Task to complete
From the top of the entries below through the line containing "fn water() ->", return every line exactly as written, please, and stop there.

Provided information
--- START ---

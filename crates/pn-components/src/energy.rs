//! Electrical power and running cost of the pump drive.
//!
//! ```text
//! P_hyd = Q·ρ·g·H                      [W]
//! P_el  = P_hyd / (η_pump·η_motor)     [W], 0 if η_pump·η_motor = 0
//! cost  = P_el[kW] · h/day · 360 · tariff
//! ```
//!
//! The year is taken as 12 months of 30 operating days. This is a policy of
//! the cost model and changes user-visible numbers if altered.

use pn_core::units::constants::{G_MPS2, S_PER_H};
use pn_core::units::{Power, kw, to_kw};
use pn_fluids::FluidProperties;

/// Operating days per year used by the cost model (12 × 30).
pub const OPERATING_DAYS_PER_YEAR: f64 = 30.0 * 12.0;

#[derive(Debug, Clone, Copy, PartialEq)]
pub struct CostParameters {
    /// Pump hydraulic efficiency [%]
    pub pump_efficiency_pct: f64,
    /// Motor efficiency [%]
    pub motor_efficiency_pct: f64,
    pub hours_per_day: f64,
    /// Energy tariff [currency/kWh]
    pub tariff_per_kwh: f64,
}

#[derive(Debug, Clone, Copy, PartialEq)]
pub struct EnergyMetrics {
    /// Electrical power drawn by the motor
    pub power: Power,
    /// Energy cost per year [currency]
    pub annual_cost: f64,
}

impl EnergyMetrics {
    pub fn power_kw(&self) -> f64 {
        to_kw(self.power)
    }
}

/// Power and annual cost at a duty point (flow in m³/h, head in m).
///
/// A zero efficiency product yields zero power instead of a division fault.
pub fn energy_metrics(
    flow_m3h: f64,
    head_m: f64,
    params: &CostParameters,
    fluid: &FluidProperties,
) -> EnergyMetrics {
    let eta = (params.pump_efficiency_pct / 100.0) * (params.motor_efficiency_pct / 100.0);

    let power_kw = if eta > 0.0 {
        let hydraulic_w = flow_m3h / S_PER_H * fluid.rho() * G_MPS2 * head_m;
        hydraulic_w / eta / 1000.0
    } else {
        0.0
    };

    let annual_cost =
        power_kw * params.hours_per_day * OPERATING_DAYS_PER_YEAR * params.tariff_per_kwh;

    EnergyMetrics {
        power: kw(power_kw),
        annual_cost,
    }
}

#[cfg(test)]
mod tests {
    use super::*;

    fn water() -> FluidProperties {
        FluidProperties::new(998.2, 1.004e-6)
    }

    fn params(pump: f64, motor: f64) -> CostParameters {
        CostParameters {
            pump_efficiency_pct: pump,
            motor_efficiency_pct: motor,
            hours_per_day: 8.0,
            tariff_per_kwh: 0.75,
        }
    }

    #[test]
    fn power_matches_hand_calculation() {
        // 36 m³/h, 20 m, 998.2 kg/m³, 70% × 90%
        let m = energy_metrics(36.0, 20.0, &params(70.0, 90.0), &water());
        let expected_kw = (0.01 * 998.2 * 9.81 * 20.0) / 0.63 / 1000.0;
        assert!((m.power_kw() - expected_kw).abs() < 1e-9);
    }

    #[test]
    fn annual_cost_uses_360_day_year() {
        let m = energy_metrics(36.0, 20.0, &params(70.0, 90.0), &water());
        let expected = m.power_kw() * 8.0 * 360.0 * 0.75;
        assert!((m.annual_cost - expected).abs() < 1e-9);
    }

    #[test]
    fn zero_pump_efficiency_gives_zero_power() {
        let m = energy_metrics(36.0, 20.0, &params(0.0, 90.0), &water());
        assert_eq!(m.power_kw(), 0.0);
        assert_eq!(m.annual_cost, 0.0);
    }

    #[test]
    fn zero_motor_efficiency_gives_zero_power() {
        let m = energy_metrics(36.0, 20.0, &params(70.0, 0.0), &water());
        assert_eq!(m.power_kw(), 0.0);
    }
}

--- END ---

Answer below
filename crates/pn-components/src/energy.rs
//! Electrical power and running cost of the pump drive.
//!
//! ```text
//! P_hyd = Q·ρ·g·H                      [W]
//! P_el  = P_hyd / (η_pump·η_motor)     [W], 0 if η_pump·η_motor = 0
//! cost  = P_el[kW] · h/day · 360 · tariff
//! ```
//!
//! The year is taken as 12 months of 30 operating days. This is a policy of
//! the cost model and changes user-visible numbers if altered.

use pn_core::units::constants::{G_MPS2, S_PER_H};
use pn_core::units::{Power, kw, to_kw};
use pn_fluids::FluidProperties;

/// Operating days per year used by the cost model (12 × 30).
pub const OPERATING_DAYS_PER_YEAR: f64 = 30.0 * 12.0;

#[derive(Debug, Clone, Copy, PartialEq)]
pub struct CostParameters {
    /// Pump hydraulic efficiency [%]
    pub pump_efficiency_pct: f64,
    /// Motor efficiency [%]
    pub motor_efficiency_pct: f64,
    pub hours_per_day: f64,
    /// Energy tariff [currency/kWh]
    pub tariff_per_kwh: f64,
}

#[derive(Debug, Clone, Copy, PartialEq)]
pub struct EnergyMetrics {
    /// Electrical power drawn by the motor
    pub power: Power,
    /// Energy cost per year [currency]
    pub annual_cost: f64,
}

impl EnergyMetrics {
    pub fn power_kw(&self) -> f64 {
        to_kw(self.power)
    }
}

/// Power and annual cost at a duty point (flow in m³/h, head in m).
///
/// A zero efficiency product yields zero power instead of a division fault.
pub fn energy_metrics(
    flow_m3h: f64,
    head_m: f64,
    params: &CostParameters,
    fluid: &FluidProperties,
) -> EnergyMetrics {
    let eta = (params.pump_efficiency_pct / 100.0) * (params.motor_efficiency_pct / 100.0);

    let power_kw = if eta > 0.0 {
        let hydraulic_w = flow_m3h / S_PER_H * fluid.rho() * G_MPS2 * head_m;
        hydraulic_w / eta / 1000.0
    } else {
        0.0
    };

    let annual_cost =
        power_kw * params.hours_per_day * OPERATING_DAYS_PER_YEAR * params.tariff_per_kwh;

    EnergyMetrics {
        power: kw(power_kw),
        annual_cost,
    }
}

#[cfg(test)]
mod tests {
    use super::*;

    fn water() -> FluidProperties {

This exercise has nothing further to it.